The other significant development is that health insurance plans are reducing their reimbursement rates for clinical laboratory tests, he added. Among the five largest health plans, the two that currently pay the most for labs tests (Aetna and Wellpoint-Anthem) are working to cut payments, he said. The others (Cigna, UnitedHealthcare, and Humana) are already lower than Aetna and Wellpoint-Anthem and are keeping reimbursement at these low levels, he said.
“Do you feel that your business will survive under the current conditions and business model,” he asked. If not, then he suggested it is time for clinical labs to consider forming associations to facilitate participation in managed care networks, he said. He suggested that an association of this type would satisfy antitrust rules and still be allowed to negotiate services as a group-purchasing organization.
STAGE 2 MEANINGFUL USE WILL REQUIRE MORE EFFORT
Although Stage 1 of Meaningful Use (MU) implementation went smoothly, numbers indicate only 11% of eligible physicians applied and were approved for federal financial incentives to install electronic health record (EHR) systems. One Master Class at the Executive War College outlined the hurdles physicians and laboratories face after the federal Centers for Medicare & Medicaid Services (CMS) issued proposed Stage 2 MU rules in February. CMS requested comments on the proposed rule by May 7.
Under the Health Information Technology for Economic and Clinical Health (HITECH) Act, part of the American Recovery and Reinvestment Act of 2009, eligible health care professionals and hospitals can qualify for Medicare and Medicaid incentive payments when they adopt certified EHR technology and use it in a meaningful way, said CMS. What CMS considers “meaningful use” is evolving in three stages. CMS said:
- Stage 1 (began in 2011): “meaningful use” consists of transferring data to EHRs and being able to share information, including electronic copies and visit summaries for patients.

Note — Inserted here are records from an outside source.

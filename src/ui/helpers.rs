//! Shared rendering utilities and helpers.
//!
//! Text formatting used by both the view model and the components, plus the
//! handful of ANSI sequences the renderer emits.
//!
//! # Example
//!
//! ```rust
//! use dexview::ui::helpers::{capitalize, format_tenths};
//!
//! assert_eq!(capitalize("pikachu"), "Pikachu");
//! assert_eq!(format_tenths(7), "0.7");
//! ```

pub const BOLD: &str = "\u{1b}[1m";
pub const DIM: &str = "\u{1b}[2m";
pub const REVERSE: &str = "\u{1b}[7m";
pub const UNDERLINE: &str = "\u{1b}[4m";
pub const RESET: &str = "\u{1b}[0m";

/// Upper-cases the first character, leaving the rest untouched.
#[must_use]
pub fn capitalize(text: &str) -> String {
    let mut chars = text.chars();
    chars.next().map_or_else(String::new, |first| {
        first.to_uppercase().chain(chars).collect()
    })
}

/// Formats a value stored in tenths of a unit (decimetres, hectograms).
///
/// Whole values print without a fractional part: `100` becomes `"10"`.
#[must_use]
pub fn format_tenths(value: u32) -> String {
    format!("{}", f64::from(value) / 10.0)
}

/// Centers `text` within `cols` columns. Text wider than `cols` is returned as is.
#[must_use]
pub fn centered(text: &str, cols: usize) -> String {
    let len = text.chars().count();
    let padding = cols.saturating_sub(len) / 2;
    format!("{}{text}", " ".repeat(padding))
}

/// Writes `text` with the given character ranges underlined.
///
/// Ranges use UTF-8 character indices `(start, end)`, exclusive end. Ranges
/// past the end of the text are clipped.
pub fn write_highlighted(out: &mut String, text: &str, ranges: &[(usize, usize)]) {
    if ranges.is_empty() {
        out.push_str(text);
        return;
    }

    let chars: Vec<char> = text.chars().collect();
    let mut current_pos = 0;

    for &(start, end) in ranges {
        let start = start.min(chars.len()).max(current_pos);
        let end = end.min(chars.len());
        if start >= end {
            continue;
        }

        out.extend(&chars[current_pos..start]);
        out.push_str(UNDERLINE);
        out.extend(&chars[start..end]);
        out.push_str(RESET);
        current_pos = end;
    }

    out.extend(&chars[current_pos..]);
}

#[cfg(test)]
mod tests {
    use super::*;

    #[test]
    fn capitalize_handles_empty_and_unicode() {
        assert_eq!(capitalize(""), "");
        assert_eq!(capitalize("mr-mime"), "Mr-mime");
        assert_eq!(capitalize("éclair"), "Éclair");
    }

    #[test]
    fn tenths_render_as_decimal() {
        assert_eq!(format_tenths(7), "0.7");
        assert_eq!(format_tenths(69), "6.9");
        assert_eq!(format_tenths(100), "10");
    }

    #[test]
    fn highlight_wraps_only_matched_chars() {
        let mut out = String::new();
        write_highlighted(&mut out, "pikachu", &[(0, 4)]);
        assert_eq!(out, format!("{UNDERLINE}pika{RESET}chu"));
    }

    #[test]
    fn highlight_clips_out_of_range() {
        let mut out = String::new();
        write_highlighted(&mut out, "abc", &[(2, 10)]);
        assert_eq!(out, format!("ab{UNDERLINE}c{RESET}"));
    }
}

- Stage 2 (to be implemented in 2014 under the proposed rule issued in February): “meaningful use” includes new standards such as online access for patients to their health information, and electronic health information exchange between providers.
- Stage 3 (expected to be implemented in 2016): “meaningful use” includes demonstrating that the quality of health care has been improved.
When the U.S. government pumped $20 billion into the EHR market, it had a huge impact on EMR vendors, said Pat Wolfram, Vice President of Marketing at Ignis Systems in Portland, Oregon, during his presentation. In 2009 there were 35 EMR vendors; in 2011 there were 435 certified EMR or module vendors; and as of March 2012, there 1,321 certified EMR or module vendors, he said.
Wolfram believes that the EMR market may be maturing, as there is evidence of consolidation among EMR vendors. Where some IT vendors have dropped newly introduces and un-adopted EMRs.
Now that the EMR market is past the early-adopter phase, Wolfram says that physicians and hospitals currently purchasing EMR systems are the “early majority,” because these buyers want less risk. This is driving the EMR market because these “early majority” purchasers are choosing “more mature products from major players,” he said.
Stage 1 provided little more than a “bump in the road” for most physicians and EMR vendors because the bar was set so low, Wolfram explained. The rules for Stage 2, however, will be completed this summer and will present many more challenges. This will be particularly true for computerized physician order entry (CPOE) and workflow issues, he added. “Meaningful Use Stage 2 will require a major overhaul of vendor capabilities,” he said.
During Wednesday’s sessions at the Executive War College, there will be presentations focused on next-generation gene sequencing and how progressive clinical labs and pathology groups are using molecular diagnostics testing to deliver more clinical value to referring physicians.